Non pas que la situation générale de l’Europe présente un danger immédiat; au contraire, elle semble s’être un peu détendue en Orient; elle ne l’a pas fait toutefois autant ou aussi vite qu’on l’espérait il y a quelques jours. La nouvelle du désarmement simultané de l’Autriche et de la Russie sur la frontière de Galicie s’était répandue et avait été accueillie avec une vive satisfaction. Le désarmement n’était que partiel et, au total, pas très considérable, mais il était un commencement et, après la déception qu’on avait éprouvée en voyant que la lettre de l’empereur d’Autriche à l’empereur de Russie, lettre apportée solennellement à Saint-Pétersbourg par le prince Hohenlohe, n’avait été suivie d’aucun effet apparent, on s’était repris à espérer. On n’y renonce pas, on continue de croire que la démobilisation annoncée aura lieu, mais elle est ajournée pour des motifs qui ne sont pas bien connus, et cet ajournement cause à son tour quelque déception. Avec de très bonnes intentions, on a en Autriche plus de velléités que de volontés. La politique un peu hésitante et flottante qu’on y suit laisse l’Europe incertaine. Il semble bien, pourtant, que les vues échangées dans ces derniers temps entre Vienne et Saint-Pétersbourg aient amené un rapprochement sur quelques-uns des points où le conflit était apparu naguère le plus inquiétant. On a dit que la Russie n’insistait plus d’une manière aussi péremptoire pour que Scutari appartint au Monténégro, tandis que l’Autriche continuait de se montrer irréductible sur le maintien de Scutari à l’Albanie dont il est la capitale. Une transaction s’était, dit-on, produite entre les deux gouvernemens, grâce à l’attribution de certains territoires à la Serbie. S’il en est ainsi, l’intention conciliante est évidente entre les deux pays, et nous espérons qu’elle portera ses fruits.

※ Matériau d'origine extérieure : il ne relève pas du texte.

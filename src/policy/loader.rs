//! Rule source loading
//!
//! Rules are authored as a TOML table-of-rules and validated atomically: a
//! single malformed entry fails the whole load, so a partially usable rule
//! set is never installed.
//!
//! ```toml
//! [[rules]]
//! tool_name = "glob"
//! decision = "allow"
//! priority = 50
//!
//! [[rules]]
//! tool_name = "shell"
//! args_pattern = '"command":"git status'
//! decision = "allow"
//! priority = 100
//! ```
//!
//! Every rule in one load call is stamped with the same tier, which is how
//! a user-supplied rule file outranks the built-in defaults regardless of
//! the integer priorities the user chose.

use std::path::{Path, PathBuf};

use regex::Regex;
use serde::{Deserialize, Serialize};
use thiserror::Error;

use super::rule::{PolicyDecision, PolicyRule, PriorityKey, MAX_RULE_PRIORITY};

/// Tier the built-in default rule set loads at
pub const DEFAULT_RULES_TIER: u8 = 0;

/// Suggested tier for user-supplied rule files
pub const USER_RULES_TIER: u8 = 1;

/// Errors produced while loading a rule source
#[derive(Error, Debug)]
pub enum PolicyLoadError {
    /// Rule file could not be read
    #[error("failed to read rule file {path}: {source}")]
    Io {
        path: PathBuf,
        #[source]
        source: std::io::Error,
    },

    /// Rule source is not valid TOML
    #[error("invalid rule source: {0}")]
    Parse(#[from] toml::de::Error),

    /// Authored priority exceeds the per-tier maximum
    #[error("rule for `{tool_name}`: priority must be <= {MAX_RULE_PRIORITY} (got {priority})")]
    PriorityTooHigh { tool_name: String, priority: i64 },

    /// Authored priority is negative
    #[error("rule for `{tool_name}`: priority must be >= 0 (got {priority})")]
    PriorityNegative { tool_name: String, priority: i64 },

    /// Args pattern is not a valid regular expression
    #[error("rule for `{tool_name}`: invalid args pattern: {source}")]
    Pattern {
        tool_name: String,
        #[source]
        source: regex::Error,
    },
}

/// The authored form of a rule, before validation and pattern compilation
///
/// This is also the shape carried by `update-policy` bus messages, since
/// collaborators exchange rules in authored form rather than compiled form.
#[derive(Debug, Clone, PartialEq, Serialize, Deserialize)]
pub struct RuleSpec {
    /// Tool name, or prefix ending in `*`
    pub tool_name: String,

    /// Optional regex matched against the canonical args string
    #[serde(default, skip_serializing_if = "Option::is_none")]
    pub args_pattern: Option<String>,

    /// What to do when the rule matches
    pub decision: PolicyDecision,

    /// Authored priority, `0..=999`
    pub priority: i64,
}

impl RuleSpec {
    /// Validate and compile into a `PolicyRule` at the given tier
    pub fn compile(&self, tier: u8) -> Result<PolicyRule, PolicyLoadError> {
        if self.priority > i64::from(MAX_RULE_PRIORITY) {
            return Err(PolicyLoadError::PriorityTooHigh {
                tool_name: self.tool_name.clone(),
                priority: self.priority,
            });
        }
        if self.priority < 0 {
            return Err(PolicyLoadError::PriorityNegative {
                tool_name: self.tool_name.clone(),
                priority: self.priority,
            });
        }

        let key = PriorityKey::new(tier, self.priority as u16);
        let mut rule = PolicyRule::new(self.tool_name.clone(), self.decision, key);

        if let Some(pattern) = &self.args_pattern {
            let compiled = Regex::new(pattern).map_err(|source| PolicyLoadError::Pattern {
                tool_name: self.tool_name.clone(),
                source,
            })?;
            rule = rule.with_args_pattern(compiled);
        }

        Ok(rule)
    }
}

#[derive(Debug, Deserialize)]
struct RuleFile {
    #[serde(default)]
    rules: Vec<RuleSpec>,
}

/// Load rules from in-memory TOML source, stamping each with `tier`
///
/// Fails atomically: any parse or validation error discards the whole set.
pub fn load_rules_str(source: &str, tier: u8) -> Result<Vec<PolicyRule>, PolicyLoadError> {
    let file: RuleFile = toml::from_str(source)?;

    let mut rules = Vec::with_capacity(file.rules.len());
    for spec in &file.rules {
        rules.push(spec.compile(tier)?);
    }

    tracing::debug!("Loaded {} policy rules at tier {}", rules.len(), tier);
    Ok(rules)
}

/// Load rules from a TOML file on disk, stamping each with `tier`
pub fn load_rules(path: &Path, tier: u8) -> Result<Vec<PolicyRule>, PolicyLoadError> {
    let source = std::fs::read_to_string(path).map_err(|source| PolicyLoadError::Io {
        path: path.to_path_buf(),
        source,
    })?;
    load_rules_str(&source, tier)
}

/// The built-in default rule set, loaded at `DEFAULT_RULES_TIER`
///
/// Read-only tools run without prompting; anything that mutates files or
/// spawns processes asks first. Dynamically discovered tools always ask.
/// Any user rule file loaded at a higher tier overrides all of these.
pub fn default_rules() -> Vec<PolicyRule> {
    let tier = DEFAULT_RULES_TIER;
    vec![
        PolicyRule::new("read", PolicyDecision::Allow, PriorityKey::new(tier, 100)),
        PolicyRule::new("glob", PolicyDecision::Allow, PriorityKey::new(tier, 100)),
        PolicyRule::new("grep", PolicyDecision::Allow, PriorityKey::new(tier, 100)),
        PolicyRule::new("list", PolicyDecision::Allow, PriorityKey::new(tier, 100)),
        PolicyRule::new("write", PolicyDecision::AskUser, PriorityKey::new(tier, 50)),
        PolicyRule::new("edit", PolicyDecision::AskUser, PriorityKey::new(tier, 50)),
        PolicyRule::new("shell", PolicyDecision::AskUser, PriorityKey::new(tier, 50)),
        PolicyRule::new("web_fetch", PolicyDecision::AskUser, PriorityKey::new(tier, 50)),
        PolicyRule::new(
            "discovered_tool_*",
            PolicyDecision::AskUser,
            PriorityKey::new(tier, 0),
        ),
    ]
}
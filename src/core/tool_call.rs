//! Tool call shape and server namespacing
//!
//! A tool call is the external unit the gate classifies: a tool name plus
//! a JSON argument map. Tools provided by an external server carry a
//! namespaced name: `"server_id__tool_name"` (double underscore). The
//! claimed server prefix lets the bus cross-check a tool's self-reported
//! origin against the caller-supplied trust context.

use serde::{Deserialize, Serialize};
use serde_json::{Map, Value};

/// Separator between a server id and a tool name in namespaced tool names
pub const SERVER_SEPARATOR: &str = "__";

/// A single tool invocation submitted for authorization
#[derive(Debug, Clone, PartialEq, Serialize, Deserialize)]
pub struct ToolCall {
    /// Name of the tool (possibly server-namespaced)
    pub name: String,

    /// Invocation arguments as a JSON object
    #[serde(default)]
    pub args: Map<String, Value>,
}

impl ToolCall {
    /// Create a tool call with no arguments
    pub fn new(name: impl Into<String>) -> Self {
        Self {
            name: name.into(),
            args: Map::new(),
        }
    }

    /// Add a single argument
    pub fn with_arg(mut self, key: impl Into<String>, value: impl Into<Value>) -> Self {
        self.args.insert(key.into(), value.into());
        self
    }

    /// Replace the whole argument map
    pub fn with_args(mut self, args: Map<String, Value>) -> Self {
        self.args = args;
        self
    }

    /// The server id this tool name claims to come from, if namespaced
    ///
    /// `"search__web_query"` claims server `"search"`; a plain `"glob"`
    /// claims nothing.
    pub fn claimed_server(&self) -> Option<&str> {
        self.name.split_once(SERVER_SEPARATOR).map(|(server, _)| server)
    }
}

/// Render an argument map in canonical form: recursively key-sorted JSON
///
/// Rule args patterns are matched against this string, so field ordering
/// must be stable no matter how the caller assembled the map.
pub fn canonical_args(args: &Map<String, Value>) -> String {
    let mut out = String::new();
    write_canonical_object(args, &mut out);
    out
}

fn write_canonical_object(map: &Map<String, Value>, out: &mut String) {
    let mut keys: Vec<&String> = map.keys().collect();
    keys.sort();

    out.push('{');
    for (i, key) in keys.iter().enumerate() {
        if i > 0 {
            out.push(',');
        }
        out.push_str(&Value::String((*key).clone()).to_string());
        out.push(':');
        write_canonical_value(&map[key.as_str()], out);
    }
    out.push('}');
}

fn write_canonical_value(value: &Value, out: &mut String) {
    match value {
        Value::Object(map) => write_canonical_object(map, out),
        Value::Array(items) => {
            out.push('[');
            for (i, item) in items.iter().enumerate() {
                if i > 0 {
                    out.push(',');
                }
                write_canonical_value(item, out);
            }
            out.push(']');
        }
        scalar => out.push_str(&scalar.to_string()),
    }
}

#[cfg(test)]
mod tests {
    use super::*;
    use serde_json::json;

    #[test]
    fn test_claimed_server() {
        assert_eq!(ToolCall::new("search__web_query").claimed_server(), Some("search"));
        assert_eq!(ToolCall::new("glob").claimed_server(), None);
        // Only the first separator delimits the server id
        assert_eq!(ToolCall::new("a__b__c").claimed_server(), Some("a"));
    }

    #[test]
    fn test_canonical_args_sorts_keys() {
        let call = ToolCall::new("edit")
            .with_arg("path", "src/lib.rs")
            .with_arg("content", "hello");

        assert_eq!(
            canonical_args(&call.args),
            r#"{"content":"hello","path":"src/lib.rs"}"#
        );
    }

    #[test]
    fn test_canonical_args_nested() {
        let mut args = Map::new();
        args.insert("outer".into(), json!({"b": 2, "a": [1, {"z": 0, "y": 9}]}));

        assert_eq!(
            canonical_args(&args),
            r#"{"outer":{"a":[1,{"y":9,"z":0}],"b":2}}"#
        );
    }

    #[test]
    fn test_canonical_args_empty() {
        assert_eq!(canonical_args(&Map::new()), "{}");
    }

    #[test]
    fn test_canonical_args_escapes_strings() {
        let call = ToolCall::new("shell").with_arg("command", "echo \"hi\"");
        assert_eq!(
            canonical_args(&call.args),
            r#"{"command":"echo \"hi\""}"#
        );
    }
}
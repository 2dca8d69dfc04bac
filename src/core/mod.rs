//! Core types for the authorization gate
//!
//! This module provides the fundamental types used throughout the gate:
//! - `ToolCall` - the external invocation shape being classified
//! - `GateError` - error types

pub mod error;
pub mod tool_call;

pub use error::{GateError, GateResult};
pub use tool_call::{canonical_args, ToolCall, SERVER_SEPARATOR};
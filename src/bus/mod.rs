//! Confirmation bus: typed pub/sub plus the human-in-the-loop protocol
//!
//! This module provides:
//! - `messages` - the closed set of message contracts on the bus
//! - `ConfirmationBus` - policy evaluation + correlation-keyed suspension
//!
//! ## Example
//!
//! ```rust,ignore
//! use toolgate::bus::{ConfirmationBus, ConfirmationOutcome, MessageType};
//! use toolgate::core::ToolCall;
//! use toolgate::policy::PolicyEngine;
//!
//! let bus = ConfirmationBus::new(PolicyEngine::with_default_rules());
//!
//! // The UI layer answers confirmation requests as they appear
//! let sub = bus.subscribe(MessageType::ConfirmationRequest, |msg| {
//!     /* render dialog, later call bus.respond_to_confirmation(...) */
//! });
//!
//! // The tool gateway gates every invocation
//! let authorized = bus
//!     .request_confirmation(&ToolCall::new("edit"), None)
//!     .await?;
//! ```

pub mod confirmation;
pub mod messages;

pub use confirmation::{
    ConfirmationBus, Subscription, CONFIRMATION_TIMEOUT, POLICY_DENIED_REASON,
};
pub use messages::{
    BusMessage, ConfirmationOutcome, ConfirmationRequest, ConfirmationResponse, ExecutionFailure,
    ExecutionSuccess, MessageType, PolicyRejection, UpdatePolicy,
};
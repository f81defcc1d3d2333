//! The controller (`lsl`) side: namespace construction, symlink publishing,
//! and teardown. Each submodule is one subcommand.
pub mod relink;
pub mod start;
pub mod stop;

use std::fs;
use std::path::{Path, PathBuf};

use anyhow::{Context, Result};

use crate::config::SubsystemConfig;
use crate::runtime::RuntimePaths;
use crate::syscall::Syscall;

/// Resolves a container-internal `bin` entry to its host-side path by naive
/// concatenation: `bin` is already absolute within the container, so the
/// host path is simply the container root with `bin` appended.
fn host_bin_path(cfg: &SubsystemConfig, bin: &Path) -> PathBuf {
    PathBuf::from(format!("{}{}", cfg.path.display(), bin.display()))
}

/// Publishes one `container:binary` symlink per command a container
/// exposes. Ensures `links_dir` exists but leaves any symlink already
/// present untouched, so repeated calls (the `relink` subcommand, or a
/// second `start`) are idempotent.
pub fn publish_symlinks(
    configs: &[SubsystemConfig],
    rt: &RuntimePaths,
    syscall: &impl Syscall,
) -> Result<()> {
    fs::create_dir_all(&rt.links_dir)
        .with_context(|| format!("creating {}", rt.links_dir.display()))?;

    for cfg in configs {
        for bin in &cfg.bins {
            let host_path = host_bin_path(cfg, bin);
            if host_path.is_dir() {
                let entries = fs::read_dir(&host_path)
                    .with_context(|| format!("reading {}", host_path.display()))?;
                for entry in entries {
                    let entry = entry?;
                    if entry.path().is_file() {
                        if let Some(name) = entry.file_name().to_str() {
                            publish_one(cfg, name, rt, syscall)?;
                        }
                    }
                }
            } else if host_path.is_file() {
                if let Some(name) = crate::runtime::basename(bin) {
                    publish_one(cfg, name, rt, syscall)?;
                }
            } else {
                log::warn!(
                    "container '{}': bin entry {} does not exist on host",
                    cfg.name,
                    host_path.display()
                );
            }
        }
    }
    Ok(())
}

fn publish_one(cfg: &SubsystemConfig, bin_name: &str, rt: &RuntimePaths, syscall: &impl Syscall) -> Result<()> {
    let link = rt.symlink_path(&cfg.name, bin_name);
    if link.is_symlink() || link.exists() {
        return Ok(());
    }
    syscall
        .symlink(&rt.executor_path, &link)
        .with_context(|| format!("symlinking {}", link.display()))
}

#[cfg(test)]
mod tests {
    use super::*;
    use crate::config::BindMount;
    use crate::syscall::test::TestHelperSyscall;
    use std::fs;
    use tempfile::tempdir;

    fn cfg_with_bins(root: &Path, bins: Vec<PathBuf>) -> SubsystemConfig {
        SubsystemConfig {
            name: "toolbox".into(),
            path: root.to_path_buf(),
            mnt_points: vec![],
            bins,
            interpreter: None,
            env_path: None,
        }
    }

    #[test]
    fn test_publish_symlinks_for_directory_bin() {
        let root = tempdir().unwrap();
        let bin_dir = root.path().join("bin");
        fs::create_dir_all(&bin_dir).unwrap();
        fs::write(bin_dir.join("busybox"), b"").unwrap();
        fs::write(bin_dir.join("sh"), b"").unwrap();

        let links_dir = tempdir().unwrap();
        let rt = RuntimePaths {
            mnt_dir: tempdir().unwrap().path().to_path_buf(),
            links_dir: links_dir.path().to_path_buf(),
            config_path: PathBuf::from("/dev/null"),
            executor_path: PathBuf::from("/usr/local/sbin/executor"),
        };
        let cfg = cfg_with_bins(root.path(), vec![PathBuf::from("/bin")]);
        let syscall = TestHelperSyscall::default();

        publish_symlinks(&[cfg], &rt, &syscall).unwrap();

        let mut names: Vec<_> = syscall
            .get_symlink_args()
            .into_iter()
            .map(|(_orig, link)| link.file_name().unwrap().to_str().unwrap().to_owned())
            .collect();
        names.sort();
        assert_eq!(names, vec!["toolbox:busybox", "toolbox:sh"]);
    }

    #[test]
    fn test_publish_symlinks_idempotent_skips_existing() {
        let root = tempdir().unwrap();
        let bin_dir = root.path().join("bin");
        fs::create_dir_all(&bin_dir).unwrap();
        fs::write(bin_dir.join("busybox"), b"").unwrap();

        let links_dir = tempdir().unwrap();
        fs::write(links_dir.path().join("toolbox:busybox"), b"placeholder").unwrap();
        let rt = RuntimePaths {
            mnt_dir: tempdir().unwrap().path().to_path_buf(),
            links_dir: links_dir.path().to_path_buf(),
            config_path: PathBuf::from("/dev/null"),
            executor_path: PathBuf::from("/usr/local/sbin/executor"),
        };
        let cfg = cfg_with_bins(root.path(), vec![PathBuf::from("/bin")]);
        let syscall = TestHelperSyscall::default();

        publish_symlinks(&[cfg], &rt, &syscall).unwrap();
        assert!(syscall.get_symlink_args().is_empty());
    }
}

Qu’arrivera-t-il pourtant si les Monténégrins prennent Scutari ? Tous les projets convenus pourraient bien, alors, être remis en question. Nous ne savons pas, à vrai dire, où en est le siège de Scutari, ni si les Monténégrins sont sur le point, ou non, de s’emparer de la ville. On a dit si souvent que le fait ne pouvait manquer de se produire dans un bref délai, sans que rien de tel soit arrivé, que nous ne savons plus ce qu’il faut en croire : mais pourquoi Scutari ne succomberait-il pas, et aussi Andrinople, puisque Janina vient de le faire? Les trois villes opposaient la même résistance aux alliés balkaniques : l’analogie de leur situation permet de croire qu’elles auront finalement le même sort, et elles l’auront à coup sûr, si elles ne sont pas ravitaillées par des moyens inconnus. Quoi qu’il en soit, les Grecs méritent d’être félicités ; ils ont eu beaucoup de bonheurs dans cette guerre et on n’en a pas de si nombreux et de si persévérans, sans les avoir mérités. Les progrès qu’a faits leur armée sont éclatans. Ils ont profité avec adresse de toutes les occasions qui se sont offertes à eux et, quand il a fallu se battre, ils l’ont fait vaillamment. Janina ne s’est rendu que lorsque la résistance est devenue tout à fait impossible : il en sera de même un jour pour Andrinople et Scutari. Nous ne sommes pas à même de dire quand arrivera le dénouement, mais il est fatal, et le gouvernement ottoman semble commencer à s’en rendre compte. Il aura prolongé la résistance aussi loin que l’honneur le commandait : que peut-il faire de plus ? La seconde partie de la guerre, celle qui dure encore, a tourné moralement à son avantage; on le croyait à bout de ressources et il en a montré d’inattendues ; si on fait abstraction de Janina, les alliés n’ont fait sur aucun point un pas décisif. Le mauvais temps rendait, il est vrai, toutes les manœuvres difficiles, sinon impossibles. L’hiver, qui a été si doux dans nos régions occidentales, a été très dur dans les Balkans; les campagnes étaient couvertes d’une couche épaisse de neige; les armées étaient immobilisées. On dit que le temps s’améliore et que les opérations militaires pourront bientôt recommencer: il ne semble pas, toutefois, qu’elles doivent le faire avec beaucoup d’intensité, les armées alliées étant réduites et fatiguées et les Turcs étant presque invincibles derrière des fortifications.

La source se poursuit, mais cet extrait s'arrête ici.